▸ YOUR INSTRUCTIONS
Emit the line that holds "assert!(Arc::ptr_eq(&room, &found));" and all lines following it through the end of the data, verbatim, and nothing else.

▸ AVAILABLE DATA
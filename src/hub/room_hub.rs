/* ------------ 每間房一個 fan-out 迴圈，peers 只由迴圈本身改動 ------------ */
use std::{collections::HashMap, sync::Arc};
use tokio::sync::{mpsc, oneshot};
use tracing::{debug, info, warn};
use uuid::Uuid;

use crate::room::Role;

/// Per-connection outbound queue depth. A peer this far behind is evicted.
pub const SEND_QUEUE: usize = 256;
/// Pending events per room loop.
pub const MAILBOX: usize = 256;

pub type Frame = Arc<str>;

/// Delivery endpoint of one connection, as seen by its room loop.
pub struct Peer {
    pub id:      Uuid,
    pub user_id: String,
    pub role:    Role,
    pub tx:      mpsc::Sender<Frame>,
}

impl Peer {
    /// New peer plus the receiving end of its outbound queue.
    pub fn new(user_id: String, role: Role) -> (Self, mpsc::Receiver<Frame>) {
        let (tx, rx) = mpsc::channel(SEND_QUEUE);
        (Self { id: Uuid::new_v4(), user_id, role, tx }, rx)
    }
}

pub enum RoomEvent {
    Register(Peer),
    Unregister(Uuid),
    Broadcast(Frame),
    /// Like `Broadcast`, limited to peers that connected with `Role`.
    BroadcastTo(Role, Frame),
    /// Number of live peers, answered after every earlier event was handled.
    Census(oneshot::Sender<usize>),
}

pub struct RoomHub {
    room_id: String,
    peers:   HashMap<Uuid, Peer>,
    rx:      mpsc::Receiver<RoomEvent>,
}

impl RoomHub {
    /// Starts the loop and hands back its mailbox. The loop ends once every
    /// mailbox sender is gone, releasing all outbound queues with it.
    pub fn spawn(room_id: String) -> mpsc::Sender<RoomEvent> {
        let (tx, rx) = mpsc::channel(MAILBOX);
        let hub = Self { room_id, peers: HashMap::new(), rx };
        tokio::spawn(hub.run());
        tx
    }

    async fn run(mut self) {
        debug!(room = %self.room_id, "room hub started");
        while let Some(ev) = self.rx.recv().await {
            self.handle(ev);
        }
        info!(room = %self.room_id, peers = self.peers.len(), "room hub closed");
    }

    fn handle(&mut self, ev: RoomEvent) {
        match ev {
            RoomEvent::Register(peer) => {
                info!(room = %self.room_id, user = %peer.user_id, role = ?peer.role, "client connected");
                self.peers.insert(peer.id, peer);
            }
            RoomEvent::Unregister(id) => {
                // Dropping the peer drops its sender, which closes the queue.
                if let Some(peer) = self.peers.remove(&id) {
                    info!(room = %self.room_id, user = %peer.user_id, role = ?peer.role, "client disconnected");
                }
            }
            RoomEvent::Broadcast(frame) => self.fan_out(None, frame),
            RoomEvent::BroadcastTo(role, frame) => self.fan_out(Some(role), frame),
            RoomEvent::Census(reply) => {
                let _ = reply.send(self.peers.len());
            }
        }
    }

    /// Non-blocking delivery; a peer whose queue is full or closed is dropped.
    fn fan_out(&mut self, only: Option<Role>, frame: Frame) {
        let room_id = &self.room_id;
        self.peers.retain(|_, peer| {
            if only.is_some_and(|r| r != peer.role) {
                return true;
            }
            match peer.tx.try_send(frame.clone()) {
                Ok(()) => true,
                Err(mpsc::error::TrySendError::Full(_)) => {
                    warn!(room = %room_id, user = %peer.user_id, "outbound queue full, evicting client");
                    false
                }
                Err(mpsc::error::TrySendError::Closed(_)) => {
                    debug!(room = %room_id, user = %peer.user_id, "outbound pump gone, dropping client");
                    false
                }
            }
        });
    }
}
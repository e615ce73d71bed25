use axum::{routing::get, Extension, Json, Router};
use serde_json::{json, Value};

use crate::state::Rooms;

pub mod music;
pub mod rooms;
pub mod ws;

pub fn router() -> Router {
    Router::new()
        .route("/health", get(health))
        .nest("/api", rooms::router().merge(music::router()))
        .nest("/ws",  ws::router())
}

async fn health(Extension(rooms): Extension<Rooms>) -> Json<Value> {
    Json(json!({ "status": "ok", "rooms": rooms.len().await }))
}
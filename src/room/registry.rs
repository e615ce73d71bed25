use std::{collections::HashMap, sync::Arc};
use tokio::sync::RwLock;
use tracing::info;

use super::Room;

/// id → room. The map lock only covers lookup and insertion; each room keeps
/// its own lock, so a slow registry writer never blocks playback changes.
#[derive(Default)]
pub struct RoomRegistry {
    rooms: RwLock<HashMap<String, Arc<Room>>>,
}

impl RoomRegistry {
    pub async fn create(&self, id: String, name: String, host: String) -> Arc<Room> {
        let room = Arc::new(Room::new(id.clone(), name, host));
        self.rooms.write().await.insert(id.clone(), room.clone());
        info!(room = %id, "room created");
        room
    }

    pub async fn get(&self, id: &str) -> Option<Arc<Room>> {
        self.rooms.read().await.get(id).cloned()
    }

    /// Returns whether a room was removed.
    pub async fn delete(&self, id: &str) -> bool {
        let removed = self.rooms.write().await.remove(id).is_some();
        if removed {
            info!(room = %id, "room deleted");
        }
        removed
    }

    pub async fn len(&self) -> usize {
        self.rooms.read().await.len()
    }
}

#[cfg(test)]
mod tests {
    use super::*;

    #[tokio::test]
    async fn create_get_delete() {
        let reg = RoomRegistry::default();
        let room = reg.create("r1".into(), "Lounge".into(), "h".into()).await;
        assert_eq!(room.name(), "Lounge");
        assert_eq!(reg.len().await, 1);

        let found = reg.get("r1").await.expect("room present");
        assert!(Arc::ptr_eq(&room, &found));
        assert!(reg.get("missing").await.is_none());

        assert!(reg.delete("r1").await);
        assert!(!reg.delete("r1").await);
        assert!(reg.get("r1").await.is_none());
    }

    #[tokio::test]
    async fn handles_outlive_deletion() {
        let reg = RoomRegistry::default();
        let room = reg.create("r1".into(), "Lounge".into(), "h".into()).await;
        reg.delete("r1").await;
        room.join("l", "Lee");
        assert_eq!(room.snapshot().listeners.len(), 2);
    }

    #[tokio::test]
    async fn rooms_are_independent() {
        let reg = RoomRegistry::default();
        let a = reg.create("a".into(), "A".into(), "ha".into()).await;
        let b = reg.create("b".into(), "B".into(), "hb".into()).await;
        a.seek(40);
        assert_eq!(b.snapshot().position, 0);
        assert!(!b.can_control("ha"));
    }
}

▸ EXERCISE OUTPUT
        assert!(Arc::ptr_eq(&room, &found));
        assert!(reg.get("missing").await.is_none());

        assert!(reg.delete("r1").await);
        assert!(!reg.delete("r1").await);
        assert!(reg.get("r1").await.is_none());
    }

    #[tokio::test]
    async fn handles_outlive_deletion() {
        let reg = RoomRegistry::default();
        let room = reg.create("r1".into(), "Lounge".into(), "h".into()).await;
        reg.delete("r1").await;
        room.join("l", "Lee");
        assert_eq!(room.snapshot().listeners.len(), 2);
    }

    #[tokio::test]
    async fn rooms_are_independent() {
        let reg = RoomRegistry::default();
        let a = reg.create("a".into(), "A".into(), "ha".into()).await;
        let b = reg.create("b".into(), "B".into(), "hb".into()).await;
        a.seek(40);
        assert_eq!(b.snapshot().position, 0);
        assert!(!b.can_control("ha"));
    }
}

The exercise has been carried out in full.